Airlines are expected to make just a fifth of the profits they made last year as higher oil prices increase the cost of flying and deter cash-strapped customers, their industry body has warned.
The International Air Transport Association (IATA) forecasts that airlines will make profits of four billion US dollars (£2.4 billion) in 2011, a 78% drop from the 18 billion US dollars (£11 billion) in 2010.
This represents a significant deterioration from its forecast in March when it thought profits would fall by almost a half to 8.6 billion US dollars (£5.2 billion).
The downgrade to the profits forecast has mainly been caused by higher oil prices, which have risen 15% to 110 US dollars a barrel since March, driven by the crisis in the Middle East.
Higher air fares are putting off value-sensitive leisure customers, with passenger numbers falling by between 3% and 4% over the past five months, making it harder for airlines to increase revenues.
As a result, passenger demand is now expected to grow 4.4% in 2011, whereas it had been expected to grow by 5.6% previously in March.
Cargo demand is expected to increase by 5.5%, down from the previous prediction of 6.1% as the cost of transporting goods by plane rises.
The Japanese earthquake and tsunami, which triggered the Fukushima nuclear disaster, will also dent global passenger numbers by about 1%, it said.
And in Europe, airlines are being hit by higher taxes, such as Air Passenger Duty in the UK.
Airlines are expected to increase their capacity by 5.8% this year but profitability will be hit as the "load factor" decreases.
Giovanni Bisignani, Iata's director-general and chief executive, said: "Natural disasters in Japan, unrest in the Middle East and North Africa, plus the sharp rise in oil prices have slashed industry profit expectations to 4 billion US dollars this year.

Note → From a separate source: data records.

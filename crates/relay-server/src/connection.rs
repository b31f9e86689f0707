//! Per-connection I/O task.
//!
//! Each accepted socket gets one task that owns the socket and its
//! frame decoder exclusively. The task:
//! - feeds received bytes through the decoder and forwards every
//!   complete payload to the dispatcher as an event,
//! - frames and writes payloads arriving on its outbound channel,
//! - exits when the peer closes, the socket errors, or the dispatcher
//!   drops the outbound sender (proactive teardown).
//!
//! Framing state lives and dies with the task; a partially buffered
//! frame is discarded when the connection closes.

use bytes::{Bytes, BytesMut};
use tokio::io::{AsyncReadExt, AsyncWriteExt};
use tokio::net::TcpStream;
use tokio::sync::{mpsc, oneshot};
use tracing::{debug, warn};

use relay_protocol::{encode, FrameDecoder};

use crate::types::{Event, EventTx, OutboundRx};

const READ_BUF_SIZE: usize = 4096;

/// Run the I/O loop for a freshly accepted agent connection.
pub async fn run_agent(stream: TcpStream, events: EventTx) {
    let peer = peer_name(&stream);

    let (out_tx, out_rx) = mpsc::unbounded_channel();
    let (id_tx, id_rx) = oneshot::channel();
    if events
        .send(Event::AgentConnected {
            peer: peer.clone(),
            outbound: out_tx,
            id_tx,
        })
        .is_err()
    {
        return; // relay is shutting down
    }
    let id = match id_rx.await {
        Ok(id) => id,
        Err(_) => return,
    };

    if let Err(err) = io_loop(stream, out_rx, |payload| {
        events.send(Event::AgentFrame { id, payload }).is_ok()
    })
    .await
    {
        warn!("[{}, AID: {}] socket error: {}", peer, id, err);
    }

    debug!("[{}, AID: {}] connection task finished", peer, id);
    let _ = events.send(Event::AgentClosed { id });
}

/// Run the I/O loop for a freshly accepted game-master connection.
pub async fn run_master(stream: TcpStream, events: EventTx) {
    let peer = peer_name(&stream);

    let (out_tx, out_rx) = mpsc::unbounded_channel();
    if events
        .send(Event::MasterConnected {
            peer: peer.clone(),
            outbound: out_tx,
        })
        .is_err()
    {
        return;
    }

    if let Err(err) = io_loop(stream, out_rx, |payload| {
        events.send(Event::MasterFrame { payload }).is_ok()
    })
    .await
    {
        warn!("[GM | {}] socket error: {}", peer, err);
    }

    debug!("[GM | {}] connection task finished", peer);
    let _ = events.send(Event::MasterClosed);
}

fn peer_name(stream: &TcpStream) -> String {
    stream
        .peer_addr()
        .map(|addr| addr.to_string())
        .unwrap_or_else(|_| "unknown peer".to_string())
}

/// Shared read/write loop.
///
/// `on_frame` forwards one complete payload to the dispatcher and
/// returns false once the dispatcher is gone.
async fn io_loop<F>(stream: TcpStream, mut out_rx: OutboundRx, mut on_frame: F) -> std::io::Result<()>
where
    F: FnMut(Bytes) -> bool,
{
    let (mut read_half, mut write_half) = stream.into_split();
    let mut decoder = FrameDecoder::new();
    let mut buf = BytesMut::with_capacity(READ_BUF_SIZE);

    loop {
        tokio::select! {
            outbound = out_rx.recv() => match outbound {
                Some(payload) => match encode(&payload) {
                    // One contiguous buffer per frame, one write. A
                    // failed write is logged but does not end the
                    // connection or disturb decoder state; a dead
                    // socket surfaces through the read side.
                    Ok(framed) => {
                        if let Err(err) = write_half.write_all(&framed).await {
                            warn!("Write failed: {}", err);
                        }
                    }
                    // Oversized payload: drop this message, keep the
                    // connection and codec state intact.
                    Err(err) => warn!("dropping outbound message: {}", err),
                },
                // Dispatcher dropped the sender: proactive teardown.
                None => return Ok(()),
            },
            read = read_half.read_buf(&mut buf) => {
                if read? == 0 {
                    return Ok(()); // peer closed
                }
                for payload in decoder.feed(buf.split().freeze()) {
                    if !on_frame(payload) {
                        return Ok(());
                    }
                }
            }
        }
    }
}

"That we are making any money at all in a year with this combination of unprecedented shocks is a result of a very fragile balance.
"But with a dismal 0.7% margin, there is little buffer left against further shocks."
In Europe, profits are expected to hit 500 million US dollars (£304.3 million) down from 1.9 billion US dollars (£1.2 billion) the previous year as demand is dampened by weak economic growth and passenger duties.
Carriers in the Asia-Pacific region are expected to be the most profitable, with earnings of 2.1 billion US dollars (£1.3 billion). But this is "dramatically" down on the 10 billion US dollars (£6.1 billion) in the previous year, as a result of increased fuel costs and the disaster in Japan.